The lines from the one with "for collection in" through the last line below are to be copied exactly; no other lines are to be returned.

• _TASK INPUT_
..........

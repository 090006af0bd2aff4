//! Rule - Ordered configuration entries and the parents that own them

use std::collections::BTreeMap;
use std::fmt;
use std::str::FromStr;

use serde::{Deserialize, Deserializer, Serialize};

use crate::transaction::TransactionId;

/// Type of the configuration section that owns rule collections
#[derive(Debug, Clone, Copy, PartialEq, Eq, Hash, PartialOrd, Ord, Serialize, Deserialize)]
#[serde(rename_all = "lowercase")]
pub enum ParentType {
    Backend,
    Frontend,
}

impl ParentType {
    pub fn as_str(&self) -> &'static str {
        match self {
            ParentType::Backend => "backend",
            ParentType::Frontend => "frontend",
        }
    }

    /// Path segment used by the v3 API (e.g., "backends")
    pub fn plural(&self) -> &'static str {
        match self {
            ParentType::Backend => "backends",
            ParentType::Frontend => "frontends",
        }
    }
}

impl fmt::Display for ParentType {
    fn fmt(&self, f: &mut fmt::Formatter<'_>) -> fmt::Result {
        f.write_str(self.as_str())
    }
}

impl FromStr for ParentType {
    type Err = String;

    fn from_str(s: &str) -> Result<Self, Self::Err> {
        match s {
            "backend" => Ok(ParentType::Backend),
            "frontend" => Ok(ParentType::Frontend),
            other => Err(format!("unknown parent type '{}'", other)),
        }
    }
}

/// Identity of a parent resource (a backend or frontend)
#[derive(Debug, Clone, PartialEq, Eq, Hash, PartialOrd, Ord)]
pub struct ParentId {
    pub parent_type: ParentType,
    pub name: String,
}

impl ParentId {
    pub fn new(parent_type: ParentType, name: impl Into<String>) -> Self {
        Self {
            parent_type,
            name: name.into(),
        }
    }

    pub fn backend(name: impl Into<String>) -> Self {
        Self::new(ParentType::Backend, name)
    }

    pub fn frontend(name: impl Into<String>) -> Self {
        Self::new(ParentType::Frontend, name)
    }
}

impl fmt::Display for ParentId {
    fn fmt(&self, f: &mut fmt::Formatter<'_>) -> fmt::Result {
        write!(f, "{}/{}", self.parent_type, self.name)
    }
}

/// Ordered rule collections a parent can own
#[derive(Debug, Clone, Copy, PartialEq, Eq, Hash, PartialOrd, Ord, Serialize, Deserialize)]
#[serde(rename_all = "snake_case")]
pub enum Collection {
    HttpRequestRules,
    HttpResponseRules,
    TcpRequestRules,
    TcpResponseRules,
    Acls,
    HttpChecks,
    TcpChecks,
}

impl Collection {
    pub const ALL: [Collection; 7] = [
        Collection::Acls,
        Collection::HttpRequestRules,
        Collection::HttpResponseRules,
        Collection::TcpRequestRules,
        Collection::TcpResponseRules,
        Collection::HttpChecks,
        Collection::TcpChecks,
    ];

    /// Name used in documents and API paths (e.g., "http_request_rules")
    pub fn as_str(&self) -> &'static str {
        match self {
            Collection::HttpRequestRules => "http_request_rules",
            Collection::HttpResponseRules => "http_response_rules",
            Collection::TcpRequestRules => "tcp_request_rules",
            Collection::TcpResponseRules => "tcp_response_rules",
            Collection::Acls => "acls",
            Collection::HttpChecks => "http_checks",
            Collection::TcpChecks => "tcp_checks",
        }
    }
}

impl fmt::Display for Collection {
    fn fmt(&self, f: &mut fmt::Formatter<'_>) -> fmt::Result {
        f.write_str(self.as_str())
    }
}

/// One independently reconciled collection: `(parent_type, parent_name, collection)`
///
/// The transaction, when present, is passed through to the client untouched.
#[derive(Debug, Clone, PartialEq, Eq, Hash)]
pub struct CollectionScope {
    pub parent: ParentId,
    pub collection: Collection,
    pub transaction: Option<TransactionId>,
}

impl CollectionScope {
    pub fn new(parent: ParentId, collection: Collection) -> Self {
        Self {
            parent,
            collection,
            transaction: None,
        }
    }

    pub fn with_transaction(mut self, transaction: TransactionId) -> Self {
        self.transaction = Some(transaction);
        self
    }
}

impl fmt::Display for CollectionScope {
    fn fmt(&self, f: &mut fmt::Formatter<'_>) -> fmt::Result {
        write!(f, "{} {}", self.parent, self.collection)
    }
}

/// Field value of a rule
#[derive(Debug, Clone, PartialEq, Serialize, Deserialize)]
#[serde(untagged)]
pub enum Value {
    Bool(bool),
    Int(i64),
    String(String),
    List(Vec<Value>),
    Map(BTreeMap<String, Value>),
}

impl Value {
    pub fn type_name(&self) -> &'static str {
        match self {
            Value::Bool(_) => "Bool",
            Value::Int(_) => "Int",
            Value::String(_) => "String",
            Value::List(_) => "List",
            Value::Map(_) => "Map",
        }
    }

    pub fn as_str(&self) -> Option<&str> {
        match self {
            Value::String(s) => Some(s),
            _ => None,
        }
    }

    /// Canonical text form used in identity keys and plan output
    pub fn render(&self) -> String {
        match self {
            Value::Bool(b) => b.to_string(),
            Value::Int(i) => i.to_string(),
            Value::String(s) => s.clone(),
            Value::List(items) => {
                let inner: Vec<String> = items.iter().map(Value::render).collect();
                format!("[{}]", inner.join(","))
            }
            Value::Map(map) => {
                let inner: Vec<String> = map
                    .iter()
                    .map(|(k, v)| format!("{}:{}", k, v.render()))
                    .collect();
                format!("{{{}}}", inner.join(","))
            }
        }
    }
}

impl From<&str> for Value {
    fn from(s: &str) -> Self {
        Value::String(s.to_string())
    }
}

impl From<String> for Value {
    fn from(s: String) -> Self {
        Value::String(s)
    }
}

impl From<i64> for Value {
    fn from(i: i64) -> Self {
        Value::Int(i)
    }
}

impl From<bool> for Value {
    fn from(b: bool) -> Self {
        Value::Bool(b)
    }
}

/// A single entry of an ordered rule collection
///
/// Rules are sparse: a field that is not set is simply not in the map, and
/// JSON `null` deserializes to absence. The position of a rule is its index
/// in the owning list, never a field.
#[derive(Debug, Clone, PartialEq, Default, Serialize)]
#[serde(transparent)]
pub struct Rule {
    fields: BTreeMap<String, Value>,
}

impl<'de> Deserialize<'de> for Rule {
    fn deserialize<D: Deserializer<'de>>(deserializer: D) -> Result<Self, D::Error> {
        let raw = BTreeMap::<String, Option<Value>>::deserialize(deserializer)?;
        let fields = raw
            .into_iter()
            .filter_map(|(name, value)| value.map(|v| (name, v)))
            .collect();
        Ok(Self { fields })
    }
}

impl Rule {
    pub fn new() -> Self {
        Self::default()
    }

    /// Rule whose `type` field is set (the kind field of most collections)
    pub fn of_type(kind: impl Into<String>) -> Self {
        Self::new().with("type", Value::String(kind.into()))
    }

    pub fn with(mut self, name: impl Into<String>, value: impl Into<Value>) -> Self {
        self.insert(name, value);
        self
    }

    pub fn insert(&mut self, name: impl Into<String>, value: impl Into<Value>) {
        self.fields.insert(name.into(), value.into());
    }

    pub fn get(&self, name: &str) -> Option<&Value> {
        self.fields.get(name)
    }

    pub fn get_str(&self, name: &str) -> Option<&str> {
        self.get(name).and_then(Value::as_str)
    }

    pub fn fields(&self) -> &BTreeMap<String, Value> {
        &self.fields
    }

    pub fn is_empty(&self) -> bool {
        self.fields.is_empty()
    }

    /// Compact single-line form (e.g., `type=set-header hdr_name=X-Foo`)
    pub fn summary(&self) -> String {
        self.fields
            .iter()
            .map(|(k, v)| format!("{}={}", k, v.render()))
            .collect::<Vec<_>>()
            .join(" ")
    }
}

impl FromIterator<(String, Value)> for Rule {
    fn from_iter<I: IntoIterator<Item = (String, Value)>>(iter: I) -> Self {
        Self {
            fields: iter.into_iter().collect(),
        }
    }
}

/// A rule as read from the remote API, tagged with the index the API assigned
#[derive(Debug, Clone, PartialEq)]
pub struct ObservedRule {
    /// Remote index at read time; not stable across writes
    pub index: usize,
    pub rule: Rule,
}

impl ObservedRule {
    pub fn new(index: usize, rule: Rule) -> Self {
        Self { index, rule }
    }
}

#[cfg(test)]
mod tests {
    use super::*;

    #[test]
    fn null_fields_are_absent() {
        let rule: Rule =
            serde_json::from_str(r#"{"type": "deny", "cond": null, "deny_status": 403}"#).unwrap();

        assert_eq!(rule.get_str("type"), Some("deny"));
        assert_eq!(rule.get("cond"), None);
        assert_eq!(rule.get("deny_status"), Some(&Value::Int(403)));
        assert_eq!(rule.fields().len(), 2);
    }

    #[test]
    fn rule_serializes_as_flat_object() {
        let rule = Rule::of_type("set-header")
            .with("hdr_name", "X-Foo")
            .with("hdr_format", "bar");

        let json = serde_json::to_value(&rule).unwrap();
        assert_eq!(
            json,
            serde_json::json!({"type": "set-header", "hdr_name": "X-Foo", "hdr_format": "bar"})
        );
    }

    #[test]
    fn value_render_is_canonical() {
        assert_eq!(Value::Bool(true).render(), "true");
        assert_eq!(Value::Int(42).render(), "42");
        assert_eq!(
            Value::List(vec![Value::from("a"), Value::Int(1)]).render(),
            "[a,1]"
        );
    }

    #[test]
    fn collection_names_match_api_paths() {
        let json = serde_json::to_string(&Collection::HttpRequestRules).unwrap();
        assert_eq!(json, "\"http_request_rules\"");
        let acls: Collection = serde_json::from_str("\"acls\"").unwrap();
        assert_eq!(acls, Collection::Acls);
        for collection in Collection::ALL {
            let parsed: Collection =
                serde_json::from_value(serde_json::Value::String(collection.to_string())).unwrap();
            assert_eq!(parsed, collection);
        }
    }

    #[test]
    fn scope_display() {
        let scope = CollectionScope::new(ParentId::backend("web"), Collection::Acls);
        assert_eq!(scope.to_string(), "backend/web acls");
        assert_eq!("frontend".parse::<ParentType>(), Ok(ParentType::Frontend));
        assert!("listen".parse::<ParentType>().is_err());
    }
}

..........

• _RESULT OF THE TASK_
        for collection in Collection::ALL {
            let parsed: Collection =
                serde_json::from_value(serde_json::Value::String(collection.to_string())).unwrap();
            assert_eq!(parsed, collection);
        }
    }

    #[test]
    fn scope_display() {
        let scope = CollectionScope::new(ParentId::backend("web"), Collection::Acls);
        assert_eq!(scope.to_string(), "backend/web acls");
        assert_eq!("frontend".parse::<ParentType>(), Ok(ParentType::Frontend));
        assert!("listen".parse::<ParentType>().is_err());
    }
}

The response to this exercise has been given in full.